When Cohen's book came out in 2002, one of the blubs on the jacket--"If I could ask President Bush to read one book, this would be it"--came from William Kristol. We don't know whether Bush really read the book or only said he did. But it's clear that he hasn't taken Cohen's lessons to heart, for he remains disengaged in the details and problems of the war, and he and his aparatchiki continue to attack anyone who exercises candor in assessing the war's failures.
Cohen has written a partial mea culpa, musing in a WaPo piece last year as his eldest son prepared to ship out to Iraq that "a pundit should not recommend a policy without adequate regard for the ability of those in charge to execute it, and here I stumbled." But he still thinks war against Saddam's Iraq was justified. And he confessed that he felt "contempt for the ghoulish glee of some who think they were right in opposing the war, and for the blithe disregard of the bungles by some who think they were right in favoring it." Kristol's position is essentially the same: we could have won the war if Bush wouldn't have let Rummy et al screw it up. But it's wrong to even suggest the original idea of the invasion and occupation wasn't dishonest and/or insane.
This may seem like a spat within the Bush inner sanctum, but only if you forget what Kristol was doing in 2000. Remember, he didn't support Bush, he and his buddies at the Weekly Standard endorsed John McCain for the Republican nomination. It's essential to keep that in mind, because the "Bush and Rummy screwed up a good war" talking point will almost certainly start to surface as Republicans, especially neoconservatives, try to protect their reputations and push a candidacy that if successful will maintain their access to Republican power.

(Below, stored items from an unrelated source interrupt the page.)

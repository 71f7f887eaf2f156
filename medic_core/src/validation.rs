//! Validation Module - Load-Time Checks for Scenario Catalogs
//! ==========================================================
//!
//! Malformed content must fail fast when the catalog is loaded, never as a
//! run that can not be finished. Checked per scenario:
//! - non-empty id
//! - at least one decision point
//! - every decision point has choices, and at least one correct choice
//! - non-zero time budget and time-limit overrides
//!
//! Usage:
//! ```ignore
//! use medic_core::validation::ScenarioCatalog;
//!
//! let catalog = ScenarioCatalog::from_path("scenarios.json")?;
//! let scenario = catalog.get("chest_pain").unwrap();
//! ```

use crate::error::ScenarioError;
use crate::model::{CertificationLevel, Scenario};
use std::collections::HashSet;
use std::path::Path;
use std::sync::Arc;

// =============================================================================
// SINGLE SCENARIO
// =============================================================================

/// Checks one scenario for structural problems.
pub fn validate_scenario(scenario: &Scenario) -> Result<(), ScenarioError> {
    if scenario.id.trim().is_empty() {
        return Err(ScenarioError::EmptyId);
    }

    if scenario.decision_points.is_empty() {
        return Err(ScenarioError::NoDecisionPoints(scenario.id.clone()));
    }

    if scenario.time_budget_secs == 0 {
        return Err(ScenarioError::ZeroTimeBudget(scenario.id.clone()));
    }

    for (index, point) in scenario.decision_points.iter().enumerate() {
        if point.choices.is_empty() {
            return Err(ScenarioError::NoChoices {
                scenario: scenario.id.clone(),
                index,
            });
        }

        if point.correct_index().is_none() {
            return Err(ScenarioError::NoCorrectChoice {
                scenario: scenario.id.clone(),
                index,
            });
        }

        if point.time_limit_secs == Some(0) {
            return Err(ScenarioError::ZeroTimeLimit {
                scenario: scenario.id.clone(),
                index,
            });
        }
    }

    Ok(())
}

// =============================================================================
// CATALOG
// =============================================================================

/// A validated, immutable set of scenarios.
#[derive(Debug, Clone, Default)]
pub struct ScenarioCatalog {
    scenarios: Vec<Arc<Scenario>>,
}

impl ScenarioCatalog {
    /// Validates and wraps a list of scenarios.
    pub fn new(scenarios: Vec<Scenario>) -> Result<Self, ScenarioError> {
        let mut seen = HashSet::new();
        for scenario in &scenarios {
            validate_scenario(scenario)?;
            if !seen.insert(scenario.id.clone()) {
                return Err(ScenarioError::DuplicateId(scenario.id.clone()));
            }
        }

        Ok(Self {
            scenarios: scenarios.into_iter().map(Arc::new).collect(),
        })
    }

    /// Parses a JSON array of scenarios.
    pub fn from_json(json: &str) -> Result<Self, ScenarioError> {
        let scenarios: Vec<Scenario> =
            serde_json::from_str(json).map_err(|e| ScenarioError::Parse(e.to_string()))?;
        Self::new(scenarios)
    }

    /// Reads and parses a JSON catalog file.
    pub fn from_path(path: impl AsRef<Path>) -> Result<Self, ScenarioError> {
        let json = std::fs::read_to_string(path.as_ref())
            .map_err(|e| ScenarioError::Io(format!("{}: {}", path.as_ref().display(), e)))?;
        Self::from_json(&json)
    }

    /// Looks up a scenario by id.
    pub fn get(&self, id: &str) -> Option<Arc<Scenario>> {
        self.scenarios.iter().find(|s| s.id == id).cloned()
    }

    /// Returns scenarios written for `level` or below.
    pub fn for_level(&self, level: CertificationLevel) -> Vec<Arc<Scenario>> {
        self.scenarios
            .iter()
            .filter(|s| s.level <= level)
            .cloned()
            .collect()
    }

    /// Iterates over all scenarios.
    pub fn iter(&self) -> impl Iterator<Item = &Arc<Scenario>> {
        self.scenarios.iter()
    }

    pub fn len(&self) -> usize {
        self.scenarios.len()
    }

    pub fn is_empty(&self) -> bool {
        self.scenarios.is_empty()
    }
}
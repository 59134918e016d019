//! Text normalization: raw text to a sequence of lemmatized terms.
//!
//! The pipeline runs in a fixed order (tokenize, case-fold, alphabetic
//! filter, stopword filter, lemmatize) and is deterministic, so the same
//! text always lands on the same point of a vector space.

use crate::lexicon::{is_stopword, lemmatize_noun};

/// Characters that stay inside a word when surrounded by alphanumerics.
fn is_word_joiner(c: char) -> bool {
    matches!(c, '-' | '.' | '\'' | '\u{2019}')
}

fn is_apostrophe(c: char) -> bool {
    c == '\'' || c == '\u{2019}'
}

/// Split text into word and punctuation tokens.
///
/// Alphanumeric runs form words; joiners between two alphanumerics stay in
/// the word ("well-known", "3.14"). Any other non-whitespace character is a
/// token of its own. Contractions are split afterwards.
pub fn tokenize(text: &str) -> Vec<String> {
    let chars: Vec<char> = text.chars().collect();
    let mut tokens = Vec::new();
    let mut current = String::new();

    for (i, &c) in chars.iter().enumerate() {
        if c.is_alphanumeric() {
            current.push(c);
            continue;
        }

        let joins = is_word_joiner(c)
            && !current.is_empty()
            && chars.get(i + 1).is_some_and(|next| next.is_alphanumeric());
        if joins {
            current.push(c);
            continue;
        }

        if !current.is_empty() {
            push_word(&mut tokens, std::mem::take(&mut current));
        }
        if !c.is_whitespace() {
            tokens.push(c.to_string());
        }
    }

    if !current.is_empty() {
        push_word(&mut tokens, current);
    }

    tokens
}

/// Push a word, splitting a contraction into its own token.
///
/// "don't" becomes "do" + "n't"; "cat's" becomes "cat" + "'s"; "cannot"
/// becomes "can" + "not".
fn push_word(tokens: &mut Vec<String>, word: String) {
    if word.eq_ignore_ascii_case("cannot") {
        tokens.push(word[..3].to_string());
        tokens.push(word[3..].to_string());
        return;
    }

    let pos = match word.find(is_apostrophe) {
        Some(pos) if pos > 0 => pos,
        _ => {
            tokens.push(word);
            return;
        }
    };

    let head = &word[..pos];
    let clitic: String = word[pos..].chars().skip(1).collect();
    let negation = clitic.eq_ignore_ascii_case("t")
        && head.len() > 1
        && (head.ends_with('n') || head.ends_with('N'));

    // 'n' is a single byte, so pos - 1 is a char boundary.
    let split = if negation { pos - 1 } else { pos };
    tokens.push(word[..split].to_string());
    tokens.push(word[split..].to_string());
}

pub fn normalize_case(tokens: Vec<String>) -> Vec<String> {
    tokens.into_iter().map(|t| t.to_lowercase()).collect()
}

/// Drop every token that is not made of alphabetic characters only.
pub fn filter_alphabetic(tokens: Vec<String>) -> Vec<String> {
    tokens
        .into_iter()
        .filter(|t| !t.is_empty() && t.chars().all(char::is_alphabetic))
        .collect()
}

pub fn filter_stopwords(tokens: Vec<String>) -> Vec<String> {
    tokens.into_iter().filter(|t| !is_stopword(t)).collect()
}

pub fn lemmatize_tokens(tokens: Vec<String>) -> Vec<String> {
    tokens.iter().map(|t| lemmatize_noun(t)).collect()
}

/// Run the full normalization pipeline over raw text.
pub fn preprocess(text: &str) -> Vec<String> {
    let tokens = tokenize(text);
    let tokens = normalize_case(tokens);
    let tokens = filter_alphabetic(tokens);
    let tokens = filter_stopwords(tokens);
    lemmatize_tokens(tokens)
}
//! Raw text extraction from supported document formats.
//!
//! Format is chosen from the file extension; each format knows how to turn
//! the file bytes into plain text.

use quick_xml::events::Event;
use quick_xml::Reader;
use std::io::{Cursor, Read};
use std::path::Path;
use thiserror::Error;

#[derive(Error, Debug)]
pub enum ExtractError {
    #[error("unsupported file type '{0}', use .txt, .pdf or .docx")]
    UnsupportedFormat(String),
    #[error("IO error: {0}")]
    Io(#[from] std::io::Error),
    #[error("text file is not valid UTF-8")]
    InvalidUtf8,
    #[error("PDF is encrypted")]
    EncryptedPdf,
    #[error("PDF error: {0}")]
    Pdf(#[from] lopdf::Error),
    #[error("DOCX archive error: {0}")]
    Archive(#[from] zip::result::ZipError),
    #[error("DOCX XML error: {0}")]
    Xml(#[from] quick_xml::Error),
}

/// Supported input formats
#[derive(Debug, Clone, Copy, PartialEq, Eq)]
pub enum DocumentFormat {
    PlainText,
    Pdf,
    Docx,
}

/// Main body part of a .docx package.
const DOCX_BODY: &str = "word/document.xml";

impl DocumentFormat {
    /// Pick a format from a file extension, ignoring case.
    pub fn from_extension(extension: &str) -> Result<Self, ExtractError> {
        match extension.to_ascii_lowercase().as_str() {
            "txt" => Ok(Self::PlainText),
            "pdf" => Ok(Self::Pdf),
            "docx" => Ok(Self::Docx),
            other => Err(ExtractError::UnsupportedFormat(format!(".{other}"))),
        }
    }

    pub fn from_path(path: &Path) -> Result<Self, ExtractError> {
        let extension = path
            .extension()
            .and_then(|ext| ext.to_str())
            .ok_or_else(|| ExtractError::UnsupportedFormat(String::new()))?;
        Self::from_extension(extension)
    }

    /// Convert file bytes into plain text.
    pub fn extract(self, bytes: &[u8]) -> Result<String, ExtractError> {
        match self {
            Self::PlainText => extract_plain_text(bytes),
            Self::Pdf => extract_pdf(bytes),
            Self::Docx => extract_docx(bytes),
        }
    }
}

/// Read a file from disk and extract its text.
pub fn extract_file(path: &Path) -> Result<String, ExtractError> {
    let format = DocumentFormat::from_path(path)?;
    let bytes = std::fs::read(path)?;
    format.extract(&bytes)
}

/// File name component used as the document identifier.
pub fn document_name(path: &Path) -> String {
    path.file_name()
        .map(|name| name.to_string_lossy().into_owned())
        .unwrap_or_else(|| path.display().to_string())
}

fn extract_plain_text(bytes: &[u8]) -> Result<String, ExtractError> {
    let text = std::str::from_utf8(bytes).map_err(|_| ExtractError::InvalidUtf8)?;
    Ok(text.strip_prefix('\u{feff}').unwrap_or(text).to_string())
}

/// Concatenate the text of every page, in page order.
fn extract_pdf(bytes: &[u8]) -> Result<String, ExtractError> {
    let document = lopdf::Document::load_mem(bytes)?;
    if document.is_encrypted() {
        return Err(ExtractError::EncryptedPdf);
    }

    let mut text = String::new();
    for page_number in document.get_pages().keys() {
        let page_text = document.extract_text(&[*page_number])?;
        text.push_str(&page_text);
    }
    Ok(text)
}

/// Paragraph texts of the document body, each trimmed, joined by newlines.
fn extract_docx(bytes: &[u8]) -> Result<String, ExtractError> {
    let mut archive = zip::ZipArchive::new(Cursor::new(bytes))?;
    let mut xml = String::new();
    archive.by_name(DOCX_BODY)?.read_to_string(&mut xml)?;

    let paragraphs = docx_paragraphs(&xml)?;
    Ok(paragraphs.join("\n"))
}

fn docx_paragraphs(xml: &str) -> Result<Vec<String>, ExtractError> {
    let mut reader = Reader::from_str(xml);
    let mut paragraphs = Vec::new();
    let mut current = String::new();
    let mut in_paragraph = false;
    let mut in_text = false;

    loop {
        match reader.read_event()? {
            Event::Start(e) => match e.name().as_ref() {
                b"w:p" => {
                    in_paragraph = true;
                    current.clear();
                }
                b"w:t" => in_text = true,
                _ => {}
            },
            Event::Empty(e) => match e.name().as_ref() {
                b"w:p" => paragraphs.push(String::new()),
                b"w:tab" if in_paragraph => current.push('\t'),
                b"w:br" | b"w:cr" if in_paragraph => current.push('\n'),
                _ => {}
            },
            Event::Text(t) if in_text => current.push_str(&t.unescape()?),
            Event::End(e) => match e.name().as_ref() {
                b"w:t" => in_text = false,
                b"w:p" => {
                    in_paragraph = false;
                    paragraphs.push(current.trim().to_string());
                    current.clear();
                }
                _ => {}
            },
            Event::Eof => break,
            _ => {}
        }
    }

    Ok(paragraphs)
}
//! Sentence-level match detection between a source and a suspect text.
//!
//! Both sentence sets are vectorized in one throwaway space fit over the
//! two texts together. A suspect sentence is flagged when its best cosine
//! score against any source sentence reaches the threshold.

use tracing::{debug, warn};

use crate::models::{EngineError, MatchSet};
use crate::sentence::split_into_sentences;
use crate::similarity::similarity_matrix;
use crate::vector::{fit_transform, SparseVector};

/// Threshold used when the caller does not pick one.
pub const DEFAULT_THRESHOLD: f64 = 0.8;

const MARK_OPEN: &str = "<mark class=\"highlight\">";
const MARK_CLOSE: &str = "</mark>";

/// Vectorize source sentences followed by suspect sentences in a shared space.
///
/// A joint vocabulary that comes out empty yields zero vectors, which score
/// 0 against everything.
pub fn vectorize_sentences(
    source: &[&str],
    suspect: &[&str],
) -> (Vec<SparseVector>, Vec<SparseVector>) {
    let all: Vec<&str> = source.iter().chain(suspect.iter()).copied().collect();
    let mut vectors = match fit_transform(&all) {
        Ok((_, vectors)) => vectors,
        Err(err @ (EngineError::EmptyVocabulary | EngineError::DimensionMismatch { .. })) => {
            debug!(error = %err, "No shared terms across sentences");
            vec![SparseVector::zeros(0); all.len()]
        }
    };
    let suspect_vectors = vectors.split_off(source.len());
    (vectors, suspect_vectors)
}

/// Suspect indices whose best row score reaches `threshold`, ascending.
pub fn identify_matching_sentences(matrix: &[Vec<f64>], threshold: f64) -> Vec<usize> {
    matrix
        .iter()
        .enumerate()
        .filter(|(_, row)| row.iter().any(|&score| score >= threshold))
        .map(|(i, _)| i)
        .collect()
}

/// Escape text for inclusion in HTML element content or attribute values.
pub fn escape_html(text: &str) -> String {
    let mut escaped = String::with_capacity(text.len());
    for c in text.chars() {
        match c {
            '&' => escaped.push_str("&amp;"),
            '<' => escaped.push_str("&lt;"),
            '>' => escaped.push_str("&gt;"),
            '"' => escaped.push_str("&quot;"),
            '\'' => escaped.push_str("&#x27;"),
            _ => escaped.push(c),
        }
    }
    escaped
}

/// Join suspect sentences with single spaces, wrapping matched ones in
/// highlight markers.
///
/// Sentence text is escaped before markers are added; markers are trusted.
pub fn render_highlighted<S: AsRef<str>>(sentences: &[S], matches: &MatchSet) -> String {
    sentences
        .iter()
        .enumerate()
        .map(|(i, sentence)| {
            let safe = escape_html(sentence.as_ref());
            if matches.is_matched(i) {
                format!("{MARK_OPEN}{safe}{MARK_CLOSE}")
            } else {
                safe
            }
        })
        .collect::<Vec<_>>()
        .join(" ")
}

/// Build the match set for already split sentences.
pub fn match_sentences(source: &[&str], suspect: &[&str], threshold: f64) -> MatchSet {
    if source.is_empty() || suspect.is_empty() {
        return MatchSet::default();
    }

    let (source_vectors, suspect_vectors) = vectorize_sentences(source, suspect);
    // Every vector comes from the same fit, so dimensions always agree.
    let matrix = match similarity_matrix(&suspect_vectors, &source_vectors) {
        Ok(matrix) => matrix,
        Err(err) => {
            warn!(error = %err, "Sentence vectors disagree on dimensions, nothing flagged");
            return MatchSet::default();
        }
    };
    let matched = identify_matching_sentences(&matrix, threshold);

    debug!(
        source_sentences = source.len(),
        suspect_sentences = suspect.len(),
        matched = matched.len(),
        "Matched sentences"
    );

    MatchSet { matched, matrix }
}

/// Detect suspect sentences overlapping the source text.
///
/// Returns the match set and the suspect text rendered as HTML with matched
/// sentences highlighted.
pub fn detect(source_text: &str, suspect_text: &str, threshold: f64) -> (MatchSet, String) {
    let source = split_into_sentences(source_text);
    let suspect = split_into_sentences(suspect_text);

    let matches = match_sentences(&source, &suspect, threshold);
    let rendered = render_highlighted(&suspect, &matches);
    (matches, rendered)
}
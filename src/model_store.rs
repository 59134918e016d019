//! Persisted vocabulary model: a single JSON artifact slot on disk.
//!
//! An absent artifact is a normal state (empty corpus, or the last fit
//! failed); readers get `None` and must degrade instead of failing.

use std::fs;
use std::io::{BufReader, BufWriter, ErrorKind, Write};
use std::path::{Path, PathBuf};
use thiserror::Error;
use tracing::info;

use crate::db::{CorpusStore, DbError};
use crate::models::EngineError;
use crate::vocab::VocabularyModel;

#[derive(Error, Debug)]
pub enum ModelStoreError {
    #[error("IO error: {0}")]
    Io(#[from] std::io::Error),
    #[error("JSON serialization error: {0}")]
    Json(#[from] serde_json::Error),
    #[error("Cannot build model: {0}")]
    Engine(#[from] EngineError),
    #[error("Corpus error: {0}")]
    Db(#[from] DbError),
}

/// Location of the serialized model.
#[derive(Debug, Clone)]
pub struct ModelStore {
    path: PathBuf,
}

impl ModelStore {
    pub fn new(path: impl Into<PathBuf>) -> Self {
        Self { path: path.into() }
    }

    pub fn path(&self) -> &Path {
        &self.path
    }

    pub fn exists(&self) -> bool {
        self.path.is_file()
    }

    /// Replace the artifact with `model`.
    ///
    /// Writes a sibling temp file first and renames it over the slot, so
    /// readers never observe a half-written model.
    pub fn save(&self, model: &VocabularyModel) -> Result<(), ModelStoreError> {
        if let Some(parent) = self.path.parent() {
            if !parent.as_os_str().is_empty() {
                fs::create_dir_all(parent)?;
            }
        }

        let tmp_path = self.path.with_extension("json.tmp");
        {
            let mut writer = BufWriter::new(fs::File::create(&tmp_path)?);
            serde_json::to_writer(&mut writer, model)?;
            writer.flush()?;
        }
        fs::rename(&tmp_path, &self.path)?;
        Ok(())
    }

    /// Load the artifact, or `None` if the slot is empty.
    pub fn load(&self) -> Result<Option<VocabularyModel>, ModelStoreError> {
        let file = match fs::File::open(&self.path) {
            Ok(file) => file,
            Err(err) if err.kind() == ErrorKind::NotFound => return Ok(None),
            Err(err) => return Err(err.into()),
        };
        let model = serde_json::from_reader(BufReader::new(file))?;
        Ok(Some(model))
    }

    /// Empty the slot. Returns whether an artifact was removed.
    pub fn remove(&self) -> Result<bool, ModelStoreError> {
        match fs::remove_file(&self.path) {
            Ok(()) => Ok(true),
            Err(err) if err.kind() == ErrorKind::NotFound => Ok(false),
            Err(err) => Err(err.into()),
        }
    }
}

/// Re-fit the model over the whole corpus and publish it.
///
/// An empty corpus clears the slot and returns `Ok(None)`. A corpus with no
/// usable terms clears the slot and returns the engine error, so a stale
/// model never outlives the documents it was fit on.
pub fn rebuild_model(
    corpus: &CorpusStore,
    artifacts: &ModelStore,
) -> Result<Option<VocabularyModel>, ModelStoreError> {
    let documents = corpus.list()?;

    if documents.is_empty() {
        if artifacts.remove()? {
            info!(path = %artifacts.path().display(), "Corpus is empty, removed old model");
        } else {
            info!("Corpus is empty, no model to build");
        }
        return Ok(None);
    }

    let texts: Vec<&str> = documents.iter().map(|doc| doc.text.as_str()).collect();
    let model = match VocabularyModel::fit(&texts) {
        Ok(model) => model,
        Err(err) => {
            artifacts.remove()?;
            return Err(err.into());
        }
    };

    artifacts.save(&model)?;
    info!(
        documents = texts.len(),
        terms = model.len(),
        path = %artifacts.path().display(),
        "Model rebuilt"
    );
    Ok(Some(model))
}
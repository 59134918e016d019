//! Output formatting for check results (console, JSON, HTML report).

use crate::detect::escape_html;
use crate::models::{CorpusStats, Document, PairReport, RankedDocument, SkippedDocument};
use serde::Serialize;
use std::io::{self, Write};
use std::path::Path;
use thiserror::Error;

#[derive(Error, Debug)]
pub enum OutputError {
    #[error("IO error: {0}")]
    Io(#[from] io::Error),
    #[error("JSON serialization error: {0}")]
    Json(#[from] serde_json::Error),
}

/// Write any result as pretty JSON.
pub fn write_json<T: Serialize, W: Write>(result: &T, writer: &mut W) -> Result<(), OutputError> {
    let json = serde_json::to_string_pretty(result)?;
    writer.write_all(json.as_bytes())?;
    Ok(())
}

/// Write any result as pretty JSON to a file.
pub fn write_json_file<T: Serialize>(result: &T, path: &Path) -> Result<(), OutputError> {
    let mut file = std::fs::File::create(path)?;
    write_json(result, &mut file)
}

/// Write a pairwise comparison summary to stdout.
pub fn print_pair_result(report: &PairReport) {
    println!("\n{}", "=".repeat(40));
    println!("      Plagiarism Check Result");
    println!("{}", "=".repeat(40));
    println!(
        "The similarity between '{}' and '{}' is: {:.2}%",
        report.source_name, report.suspect_name, report.comparison.percentage
    );
    println!(
        "Flagged sentences: {} of {} (threshold {:.2})",
        report.matches.match_count(),
        report.suspect_sentences.len(),
        report.parameters.threshold
    );
    for &index in &report.matches.matched {
        if let Some(sentence) = report.suspect_sentences.get(index) {
            println!("  [{}] {}", index + 1, truncate_text(sentence, 100));
        }
    }
    println!("{}", "=".repeat(40));
}

/// Format one ranked entry as `- name: 12.34% similar`.
pub fn format_ranked(entry: &RankedDocument) -> String {
    format!("- {}: {:.2}% similar", entry.filename, entry.percentage)
}

/// Write a ranking (best first) to stdout.
pub fn print_ranking(title: &str, results: &[RankedDocument], skipped: &[SkippedDocument]) {
    println!("\n=== {} ===", title);
    if results.is_empty() {
        println!("No documents to compare against.");
    }
    for entry in results {
        println!("{}", format_ranked(entry));
    }
    if !skipped.is_empty() {
        println!("\nSkipped {} file(s):", skipped.len());
        for doc in skipped {
            println!("  {}: {}", doc.filename, doc.reason);
        }
    }
}

pub fn print_corpus_listing(documents: &[Document]) {
    if documents.is_empty() {
        println!("The corpus is empty.");
        return;
    }
    println!("{:<40} {:>10}  Uploaded", "Filename", "Chars");
    println!("{}", "-".repeat(72));
    for doc in documents {
        println!(
            "{:<40} {:>10}  {}",
            truncate_text(&doc.filename, 40),
            doc.text.chars().count(),
            doc.uploaded_at.as_deref().unwrap_or("-")
        );
    }
}

pub fn print_stats(stats: &CorpusStats, vocabulary_size: Option<usize>) {
    println!("\n=== Corpus Statistics ===");
    println!("Documents: {}", stats.document_count);
    println!("Total characters: {}", stats.total_characters);
    if let (Some(oldest), Some(newest)) = (&stats.oldest_upload, &stats.newest_upload) {
        println!("Uploads: {} .. {}", oldest, newest);
    }
    match vocabulary_size {
        Some(size) => println!("Model vocabulary: {} terms", size),
        None => println!("Model: not built"),
    }
}

fn truncate_text(text: &str, max_len: usize) -> String {
    if text.chars().count() <= max_len {
        text.to_string()
    } else {
        let cut: String = text.chars().take(max_len.saturating_sub(3)).collect();
        format!("{}...", cut)
    }
}

const REPORT_CSS: &str = r#"
        body {
            font-family: Georgia, 'Times New Roman', serif;
            max-width: 860px;
            margin: 2rem auto;
            padding: 0 1rem;
            line-height: 1.7;
            color: #1f2937;
        }
        .summary {
            font-family: system-ui, sans-serif;
            border-bottom: 1px solid #e5e7eb;
            margin-bottom: 1.5rem;
        }
        .highlight {
            background-color: #fff8c4;
            padding: 2px 4px;
            border-radius: 4px;
            border: 1px solid #f0e68c;
        }
"#;

/// Standalone HTML page showing the suspect text with matched sentences
/// highlighted.
pub fn generate_html_report(report: &PairReport) -> String {
    format!(
        r##"<!DOCTYPE html>
<html lang="en">
<head>
    <meta charset="UTF-8">
    <meta name="viewport" content="width=device-width, initial-scale=1.0">
    <title>Plagiarism Report - {suspect}</title>
    <style>{css}</style>
</head>
<body>
    <div class="summary">
        <h1>Plagiarism Report</h1>
        <p>Source: <strong>{source}</strong><br>
        Suspect: <strong>{suspect}</strong></p>
        <p>Overall similarity: <strong>{percentage:.2}%</strong><br>
        Flagged sentences: {flagged} of {total} (threshold {threshold:.2})</p>
    </div>
    <div class="document">
{rendered}
    </div>
</body>
</html>
"##,
        css = REPORT_CSS,
        source = escape_html(&report.source_name),
        suspect = escape_html(&report.suspect_name),
        percentage = report.comparison.percentage,
        flagged = report.matches.match_count(),
        total = report.suspect_sentences.len(),
        threshold = report.parameters.threshold,
        rendered = report.rendered,
    )
}

pub fn write_html_report_file(report: &PairReport, path: &Path) -> Result<(), OutputError> {
    std::fs::write(path, generate_html_report(report))?;
    Ok(())
}
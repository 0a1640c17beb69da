pub mod active;
pub mod cancel;
pub mod config;
pub mod delivery;
pub mod download;
pub mod error;
pub mod notify;
pub mod orchestrator;
pub mod probe;
pub mod routes_jobs;
pub mod state;
pub mod telegram;
pub mod text;
pub mod types_jobs;
pub mod worker_loop;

And as DemFromCT suggested well over a year ago, as it becomes clear we've lost Iraqi hearts and minds, the neos and the Republicans are likely to turn on the war dissenters and blame the war's failure on us. (Remember Cohen's "contempt" for those who were correct in opposing the war.) Kristol's position has the virtue of maintaining the attack on war opponents while championing a new approach to continuing the war in Iraq and never acknowledging the folly of the original idea. Expect them to use that position to turn on Bush, advance the candidacy of McCain, and continue to blame the failure of the war on everyone except the people who hatched the idea: in other words, they'll continue to blame everyone but themselves.